TASK DESCRIPTION:
Lines below that include the word "path" should each be copied.
--- DATA EXTRACTS Enclosed Below ---
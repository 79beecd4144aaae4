//! Writes one `lexicon.<fieldname>` file per output field.
//!
//! Format (ported from the reference encoder's `lexicon_store`):
//! ```text
//! [ number of values N ]  4 or 8 bytes
//! [ value offsets ...  ]  N * (4 or 8 bytes)
//! [ last value offset  ]  4 or 8 bytes
//! [ values ...         ]  X bytes
//! ```
//! Offsets are relative to the start of the file and point at the first byte of each value; the
//! final offset (at index `N + 1`) marks the end of the last value, so a value's length is always
//! `offset[id + 1] - offset[id]`. The offset table uses 4-byte little-endian words unless the
//! total file size would overflow `u32`, in which case it widens to 8 bytes (mirroring the
//! reference encoder's threshold check against `UINT32_MAX`).

use std::fs::File;
use std::io::{Seek, SeekFrom, Write};
use std::path::Path;

use byteorder::{LittleEndian, WriteBytesExt};

use crate::error::{Error, Result};
use crate::limits::MAX_LEXICON_SIZE;
use crate::string_interner::Lexicon;

pub fn store(lexicon: &Lexicon, path: &Path) -> Result<()> {
  let count = lexicon.num_keys() as u64;

  let mut width: u64 = 4;
  let mut size = (count + 2) * 4 + lexicon.values_size();
  if size > u32::MAX as u64 {
    width = 8;
    size = (count + 2) * 8 + lexicon.values_size();
  }
  if size > MAX_LEXICON_SIZE {
    return Err(Error::LexiconTooLarge);
  }

  let mut file = File::create(path).map_err(Error::IoOpen)?;
  file.set_len(size).map_err(Error::IoTruncate)?;

  write_word(&mut file, 0, width, count)?;

  let mut offset = (count + 2) * width;
  let header_end = offset;
  let mut value_cursor = header_end;

  lexicon.fold(|id, bytes| {
    // Errors inside `fold`'s closure cannot propagate through its `FnMut` signature, so offset
    // writes here are infallible by construction: `size` was computed to fit every seek below.
    write_word(&mut file, id as u64 * width, width, value_cursor).expect("lexicon offset write");
    file.seek(SeekFrom::Start(value_cursor)).expect("lexicon value seek");
    file.write_all(bytes).expect("lexicon value write");
    value_cursor += bytes.len() as u64;
  });
  offset = value_cursor;

  write_word(&mut file, (count + 1) * width, width, offset)?;

  Ok(())
}

fn write_word(file: &mut File, at: u64, width: u64, value: u64) -> Result<()> {
  file.seek(SeekFrom::Start(at)).map_err(Error::IoWrite)?;
  if width == 4 {
    file.write_u32::<LittleEndian>(value as u32).map_err(Error::IoWrite)
  } else {
    file.write_u64::<LittleEndian>(value).map_err(Error::IoWrite)
  }
}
--- End of Enclosed DATA EXTRACTS ---
EXERCISE SOLUTION:
use std::path::Path;
pub fn store(lexicon: &Lexicon, path: &Path) -> Result<()> {
  let mut file = File::create(path).map_err(Error::IoOpen)?;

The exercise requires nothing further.